La riflessione di Yuk Hui poggia sulla sua conoscenza nativa del cinese tradizionale, dei singoli caratteri, così come dei radicali che li compongono. Esempio chiave è la sua analisi delle componenti del summenzionato carattere 器. In esso sono presenti quattro “bocche” (口,Kǒu) e un “cane” (犬,Quǎn). Lo studio delle etimologie dei caratteri cinesi insegna che esistono molteplici modalità di analisi, che possono dare risalto ad aspetti grafici, fonetici, simbolici, storici, connessioni con la cultura materiale, e tanti altri tipi di connessioni. Hui sembra dare risalto all’aspetto grafico-simbolico quando scrive che le quattro Kǒu suggeriscono al tempo stesso la nozione astratta di “contenitore” quanto quella ben più concreta di vita, nel senso di forza vitale. La macchina sarebbe quindi un contenitore del Dào nel momento in cui lo circostanzia all’interno dei limiti dello strumento, senza per questo annichilirne la forza vitale. Al cane è riservato il ruolo di “guardia” delle quattro bocche, ma tale ruolo sembrerebbe più che altro indicare che, lungi dal trattarsi di una manifestazione astratta del Dào, la macchina prende corpo nello spazio fisico, quello stesso spazio, cioè, protetto dal Quǎn.

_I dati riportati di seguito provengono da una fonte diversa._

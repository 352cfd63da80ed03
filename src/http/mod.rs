//! HTTP client wrapper for the complaint API.
//!
//! One [`ApiClient`] is built per process from [`ApiConfig`]. Every request
//! goes through the same pipeline:
//! - [`hooks::authorize`] attaches the stored bearer token
//! - the request is sent once, bounded by the configured timeout
//! - [`hooks::observe_status`] clears the session on a 401
//! - non-success statuses become [`ClientError`]s
//!
//! There is no retry, backoff, or caching.

pub mod hooks;

use reqwest::{Client, Method, RequestBuilder, Response};
use serde::de::DeserializeOwned;
use std::sync::Arc;
use std::time::Duration;
use tracing::debug;

use crate::config::ApiConfig;
use crate::error::ClientError;
use crate::session::Session;

/// Shared, cheaply cloneable API client.
#[derive(Clone)]
pub struct ApiClient {
    base_url: Arc<str>,
    client: Client,
    session: Arc<Session>,
}

impl std::fmt::Debug for ApiClient {
    fn fmt(&self, f: &mut std::fmt::Formatter<'_>) -> std::fmt::Result {
        f.debug_struct("ApiClient")
            .field("base_url", &self.base_url)
            .finish_non_exhaustive()
    }
}

impl ApiClient {
    pub fn new(config: &ApiConfig, session: Arc<Session>) -> Result<Self, ClientError> {
        let client = Client::builder()
            .timeout(Duration::from_secs(config.timeout_secs))
            .user_agent(concat!("complaintdesk/", env!("CARGO_PKG_VERSION")))
            .build()?;

        Ok(Self {
            base_url: Arc::from(config.base_url.trim_end_matches('/')),
            client,
            session,
        })
    }

    pub fn base_url(&self) -> &str {
        &self.base_url
    }

    pub fn session(&self) -> &Arc<Session> {
        &self.session
    }

    /// Absolute URL for an API path.
    pub fn url(&self, path: &str) -> String {
        format!("{}/{}", self.base_url, path.trim_start_matches('/'))
    }

    /// Resolve an attachment reference from a complaint to a fetchable URL.
    pub fn attachment_url(&self, reference: &str) -> String {
        if reference.starts_with("http://") || reference.starts_with("https://") {
            reference.to_string()
        } else {
            self.url(reference)
        }
    }

    pub fn request(&self, method: Method, path: &str) -> RequestBuilder {
        self.client.request(method, self.url(path))
    }

    pub fn get(&self, path: &str) -> RequestBuilder {
        self.request(Method::GET, path)
    }

    pub fn post(&self, path: &str) -> RequestBuilder {
        self.request(Method::POST, path)
    }

    pub fn put(&self, path: &str) -> RequestBuilder {
        self.request(Method::PUT, path)
    }

    /// Send a request through the auth hooks. Non-success statuses are
    /// returned as errors after the response hook has run.
    pub async fn execute(&self, request: RequestBuilder) -> Result<Response, ClientError> {
        let request = hooks::authorize(request, &self.session).build()?;
        debug!(
            method = %request.method(),
            path = %request.url().path(),
            "Sending API request"
        );

        let response = self.client.execute(request).await?;
        let status = response.status();
        hooks::observe_status(status, &self.session);

        if status.is_success() {
            return Ok(response);
        }

        let body = response.text().await.unwrap_or_default();
        let err = ClientError::from_response(status, &body);
        debug!(status = %status, error = %err, "API request failed");
        Err(err)
    }

    /// Send a request and decode a JSON response body.
    pub async fn send_json<T: DeserializeOwned>(
        &self,
        request: RequestBuilder,
    ) -> Result<T, ClientError> {
        let response = self.execute(request).await?;
        let body = response.text().await?;
        serde_json::from_str(&body).map_err(|e| ClientError::Decode(e.to_string()))
    }
}
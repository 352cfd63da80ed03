//! User and registration models.

use chrono::{DateTime, NaiveDate, NaiveDateTime, Utc};
use serde::{Deserialize, Serialize};

use crate::error::ClientError;

/// Role assigned to an account by the server.
#[derive(Debug, Clone, Copy, Default, Serialize, Deserialize, PartialEq, Eq)]
#[serde(rename_all = "UPPERCASE")]
pub enum UserRole {
    #[default]
    Citizen,
    Admin,
}

impl UserRole {
    pub fn as_str(&self) -> &'static str {
        match self {
            Self::Citizen => "CITIZEN",
            Self::Admin => "ADMIN",
        }
    }
}

impl std::fmt::Display for UserRole {
    fn fmt(&self, f: &mut std::fmt::Formatter<'_>) -> std::fmt::Result {
        f.write_str(self.as_str())
    }
}

impl std::str::FromStr for UserRole {
    type Err = String;

    fn from_str(s: &str) -> Result<Self, Self::Err> {
        match s.trim().to_uppercase().as_str() {
            "CITIZEN" => Ok(Self::Citizen),
            "ADMIN" => Ok(Self::Admin),
            _ => Err(format!("Unknown role: {}", s)),
        }
    }
}

/// The authenticated account as returned by `GET /auth/user`.
///
/// Only ever replaced wholesale; the client never edits it.
#[derive(Debug, Clone, Serialize, Deserialize, PartialEq)]
pub struct User {
    #[serde(alias = "_id")]
    pub id: String,
    pub email: String,
    pub name: String,
    pub role: UserRole,
    #[serde(default)]
    pub phone: Option<String>,
    #[serde(default)]
    pub dob: Option<NaiveDate>,
    #[serde(default, rename = "createdAt")]
    pub created_at: Option<String>,
}

impl User {
    pub fn is_admin(&self) -> bool {
        self.role == UserRole::Admin
    }
}

/// Registration form contents as entered by the user.
///
/// `dob` is kept as raw text; [`RegisterPayload::normalize`] turns it into a
/// calendar date before anything is sent.
#[derive(Clone, Default)]
pub struct RegisterPayload {
    pub name: String,
    pub email: String,
    pub password: String,
    pub dob: String,
    pub phone: Option<String>,
    pub role: Option<UserRole>,
}

impl std::fmt::Debug for RegisterPayload {
    fn fmt(&self, f: &mut std::fmt::Formatter<'_>) -> std::fmt::Result {
        f.debug_struct("RegisterPayload")
            .field("name", &self.name)
            .field("email", &self.email)
            .field("password", &"<redacted>")
            .field("dob", &self.dob)
            .field("phone", &self.phone)
            .field("role", &self.role)
            .finish()
    }
}

impl RegisterPayload {
    /// Produce the request body for `POST /auth/register`.
    ///
    /// The date of birth loses any time-of-day component, the role falls back
    /// to [`UserRole::Citizen`], and a blank phone number is dropped entirely.
    pub fn normalize(&self) -> Result<NewUser, ClientError> {
        let dob = parse_calendar_date(&self.dob)?;

        let phone = self
            .phone
            .as_ref()
            .filter(|phone| !phone.trim().is_empty())
            .cloned();

        Ok(NewUser {
            name: self.name.clone(),
            email: self.email.clone(),
            password: self.password.clone(),
            dob,
            phone,
            role: self.role.unwrap_or_default(),
        })
    }
}

/// Normalized registration request body.
#[derive(Clone, Serialize)]
pub struct NewUser {
    pub name: String,
    pub email: String,
    pub password: String,
    pub dob: NaiveDate,
    #[serde(skip_serializing_if = "Option::is_none")]
    pub phone: Option<String>,
    pub role: UserRole,
}

/// Parse a date of birth into a plain calendar date.
///
/// Accepts `YYYY-MM-DD`, RFC 3339 timestamps (converted to their UTC date)
/// and naive `YYYY-MM-DDTHH:MM:SS` timestamps.
pub fn parse_calendar_date(input: &str) -> Result<NaiveDate, ClientError> {
    let input = input.trim();
    if input.is_empty() {
        return Err(ClientError::InvalidInput(
            "date of birth is required".to_string(),
        ));
    }

    if let Ok(date) = NaiveDate::parse_from_str(input, "%Y-%m-%d") {
        return Ok(date);
    }
    if let Ok(timestamp) = DateTime::parse_from_rfc3339(input) {
        return Ok(timestamp.with_timezone(&Utc).date_naive());
    }
    if let Ok(timestamp) = NaiveDateTime::parse_from_str(input, "%Y-%m-%dT%H:%M:%S%.f") {
        return Ok(timestamp.date());
    }

    Err(ClientError::InvalidInput(format!(
        "unrecognized date of birth: {}",
        input
    )))
}
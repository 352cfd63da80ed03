pub mod auth;
pub mod cli;
pub mod complaints;
pub mod config;
pub mod error;
pub mod http;
pub mod models;
pub mod session;
pub mod storage;

#[cfg(test)]
pub(crate) mod testing;

pub use auth::AuthService;
pub use complaints::{ComplaintList, ComplaintQuery, ComplaintsApi};
pub use error::ClientError;
pub use http::ApiClient;
pub use session::Session;

use std::sync::Arc;

use config::Config;
use storage::{FileTokenStore, TokenStore};

/// Everything a front end needs, wired around one shared session.
#[derive(Debug, Clone)]
pub struct ComplaintDesk {
    pub auth: AuthService,
    pub complaints: ComplaintsApi,
}

impl ComplaintDesk {
    /// Build the client stack from configuration, with the token persisted
    /// at `config.session.token_file`.
    pub fn connect(config: &Config) -> Result<Self, ClientError> {
        let store = Arc::new(FileTokenStore::open(&config.session.token_file));
        Self::with_store(config, store)
    }

    pub fn with_store(config: &Config, store: Arc<dyn TokenStore>) -> Result<Self, ClientError> {
        let session = Arc::new(Session::new(store));
        let api = ApiClient::new(&config.api, session)?;
        Ok(Self::new(api))
    }

    pub fn new(api: ApiClient) -> Self {
        Self {
            auth: AuthService::new(api.clone()),
            complaints: ComplaintsApi::new(api),
        }
    }

    pub fn session(&self) -> &Arc<Session> {
        self.auth.session()
    }

    /// A fresh paged list view over this client.
    pub fn complaint_list(&self, query: ComplaintQuery) -> ComplaintList {
        ComplaintList::with_query(self.complaints.clone(), query)
    }
}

Tutto questo dovrebbe essere sufficiente a far almeno intuire che i presupposti che ci permetterebbero anche solo di cominciare a pensare la tecnologia in Cina sono così distanti da quelli cui siamo abituati a pensare la tecnologia in occidente, che se anche la Cina avesse avuto un proprio sviluppo tecnologico al tempo in la vedevamo solo come fabbrica del mondo, probabilmente non ce ne saremmo accorti.